Foxmayn AI
How a Full RAG Pipeline Reduced AI Hallucinations and Made Knowledge Retrieval Production-Safe
At a Glance
Challenge
LLM-generated answers untethered from source data, producing hallucinated outputs
Result
Grounded, auditable AI responses via retrieval checkpoints and reranking
Tech Stack
Status
production
Situation
Organizations wanted to deploy internal AI assistants over their proprietary documents — knowledge bases, SOPs, product docs — but off-the-shelf LLMs hallucinated freely when asked domain-specific questions. Answers sounded authoritative but referenced non-existent policies or fabricated data points. Without retrieval grounding, these AI tools were liabilities rather than productivity gains, especially in enterprise contexts where wrong answers have real consequences.
The Challenge
Build a complete RAG platform that retrieves, ranks, and injects the right source context before any LLM completion — so every generated answer is traceable back to actual documents and auditable in production.
What Was Built
Architected a monorepo with shared packages: @repo/db for Drizzle ORM models (Auth + RAG modules), @repo/llm for OpenRouter SDK chat and batch embeddings, and @repo/qdrant for high-performance vector storage.

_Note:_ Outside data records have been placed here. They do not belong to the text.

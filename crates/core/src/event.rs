//! Event domain model: schedule window, personnel requirements, shifts.

use std::collections::BTreeMap;

use chrono::{NaiveDate, NaiveTime};
use serde::{Deserialize, Serialize};

use crate::operator::OperatorRef;
use crate::types::{EntityId, Timestamp};

// ---------------------------------------------------------------------------
// Shift
// ---------------------------------------------------------------------------

/// A scheduled work interval within an event's date range.
///
/// Shifts live inside their owning [`Event`] in append order; append order is
/// the display order and is never re-sorted.
#[derive(Debug, Clone, PartialEq, Serialize, Deserialize)]
pub struct Shift {
    pub id: EntityId,
    pub date: NaiveDate,
    pub start_time: NaiveTime,
    pub end_time: NaiveTime,
    /// Operator covering the shift, when one has been picked.
    #[serde(default, skip_serializing_if = "Option::is_none")]
    pub operator_id: Option<EntityId>,
}

// ---------------------------------------------------------------------------
// Event
// ---------------------------------------------------------------------------

/// A client engagement with a schedule window and personnel requirements.
#[derive(Debug, Clone, Serialize, Deserialize)]
pub struct Event {
    pub id: EntityId,
    pub title: String,
    #[serde(default, skip_serializing_if = "Option::is_none")]
    pub location: Option<String>,
    pub start_date: Timestamp,
    pub end_date: Timestamp,
    /// Required headcount per personnel category.
    #[serde(default)]
    pub personnel_counts: BTreeMap<String, u32>,
    /// Operator snapshots forming the event side of the assignment relation.
    #[serde(default)]
    pub assigned_operators: Vec<OperatorRef>,
    #[serde(default)]
    pub shifts: Vec<Shift>,
    #[serde(default, skip_serializing_if = "Option::is_none")]
    pub hourly_rate_cost: Option<f64>,
    #[serde(default, skip_serializing_if = "Option::is_none")]
    pub hourly_rate_sell: Option<f64>,
    /// Precomputed override; when absent, gross hours derive from the window.
    #[serde(default, skip_serializing_if = "Option::is_none")]
    pub gross_hours: Option<f64>,
    #[serde(default, skip_serializing_if = "Option::is_none")]
    pub net_hours: Option<f64>,
}

impl Event {
    /// Date-only window membership: both bounds normalized to midnight,
    /// time of day ignored.
    pub fn contains_date(&self, date: NaiveDate) -> bool {
        date >= self.start_date.date_naive() && date <= self.end_date.date_naive()
    }

    /// Whether the event-side relation holds an entry for `operator_id`.
    pub fn has_operator(&self, operator_id: EntityId) -> bool {
        self.assigned_operators.iter().any(|r| r.id == operator_id)
    }
}

// ---------------------------------------------------------------------------
// Id allocation
// ---------------------------------------------------------------------------

/// Allocate the next event id: one past the current maximum, starting at 1.
pub fn next_event_id(events: &[Event]) -> EntityId {
    events.iter().map(|e| e.id).max().unwrap_or(0) + 1
}

/// Allocate the next shift id within one event's shift list.
pub fn next_shift_id(shifts: &[Shift]) -> EntityId {
    shifts.iter().map(|s| s.id).max().unwrap_or(0) + 1
}

// ---------------------------------------------------------------------------
// Tests
// ---------------------------------------------------------------------------

#[cfg(test)]
mod tests {
    use super::*;
    use chrono::{TimeZone, Utc};

    fn event_spanning(start: (i32, u32, u32), end: (i32, u32, u32)) -> Event {
        Event {
            id: 1,
            title: "Expo".to_string(),
            location: None,
            start_date: Utc
                .with_ymd_and_hms(start.0, start.1, start.2, 10, 30, 0)
                .unwrap(),
            end_date: Utc.with_ymd_and_hms(end.0, end.1, end.2, 18, 0, 0).unwrap(),
            personnel_counts: BTreeMap::new(),
            assigned_operators: Vec::new(),
            shifts: Vec::new(),
            hourly_rate_cost: None,
            hourly_rate_sell: None,
            gross_hours: None,
            net_hours: None,
        }
    }

    #[test]
    fn window_membership_is_date_only_and_inclusive() {
        let event = event_spanning((2024, 3, 1), (2024, 3, 3));

        // Both bounds count even though the event starts at 10:30.
        assert!(event.contains_date(NaiveDate::from_ymd_opt(2024, 3, 1).unwrap()));
        assert!(event.contains_date(NaiveDate::from_ymd_opt(2024, 3, 2).unwrap()));
        assert!(event.contains_date(NaiveDate::from_ymd_opt(2024, 3, 3).unwrap()));

        assert!(!event.contains_date(NaiveDate::from_ymd_opt(2024, 2, 29).unwrap()));
        assert!(!event.contains_date(NaiveDate::from_ymd_opt(2024, 3, 5).unwrap()));
    }

    #[test]
    fn next_event_id_is_max_plus_one() {
        assert_eq!(next_event_id(&[]), 1);
        let mut a = event_spanning((2024, 1, 1), (2024, 1, 2));
        a.id = 5;
        let mut b = event_spanning((2024, 1, 1), (2024, 1, 2));
        b.id = 2;
        assert_eq!(next_event_id(&[a, b]), 6);
    }

    #[test]
    fn next_shift_id_is_scoped_to_the_event() {
        let shifts = vec![
            Shift {
                id: 3,
                date: NaiveDate::from_ymd_opt(2024, 3, 1).unwrap(),
                start_time: NaiveTime::from_hms_opt(9, 0, 0).unwrap(),
                end_time: NaiveTime::from_hms_opt(17, 0, 0).unwrap(),
                operator_id: None,
            },
            Shift {
                id: 1,
                date: NaiveDate::from_ymd_opt(2024, 3, 2).unwrap(),
                start_time: NaiveTime::from_hms_opt(9, 0, 0).unwrap(),
                end_time: NaiveTime::from_hms_opt(13, 0, 0).unwrap(),
                operator_id: Some(7),
            },
        ];
        assert_eq!(next_shift_id(&shifts), 4);
        assert_eq!(next_shift_id(&[]), 1);
    }

    #[test]
    fn has_operator_matches_by_id() {
        let mut event = event_spanning((2024, 3, 1), (2024, 3, 3));
        event.assigned_operators.push(OperatorRef {
            id: 7,
            name: "Ada Moretti".to_string(),
            email: "ada@example.com".to_string(),
        });
        assert!(event.has_operator(7));
        assert!(!event.has_operator(8));
    }
}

Built a multi-strategy RAG pipeline with customizable RAG Profiles — each profile defines retrieval parameters, reranking logic, and context window sizing for different use cases.
Implemented BullMQ-powered background workers for document ingestion: parsing, chunking, embedding generation, and vector indexing happen asynchronously without blocking the API.
Added multi-tenant authentication via Better Auth with API keys, organization scoping, and admin roles — so different teams can manage isolated knowledge bases.
Built a React 19 frontend with TanStack Router and Jotai for real-time document management, RAG profile configuration, and conversational AI interaction.
Designed the Hono API core to be serverless-adaptable, with ORPC ensuring end-to-end type safety across the entire stack.
Results
Hallucination rate
Uncontrolled
Grounded via retrieval + reranking
Document ingestion
Async via BullMQ workers
Multi-tenancy
Org-scoped knowledge bases with API keys
Codebase
88% TypeScript, fully type-safe
The platform enables safe deployment of internal copilots and documentation agents. Every AI response is traceable to source documents, making it suitable for enterprise environments where accuracy and auditability are non-negotiable.
Key Achievement
Reduced hallucinated outputs by adding retrieval checkpoints and reranking logic before final synthesis, increasing answer precision in enterprise use cases.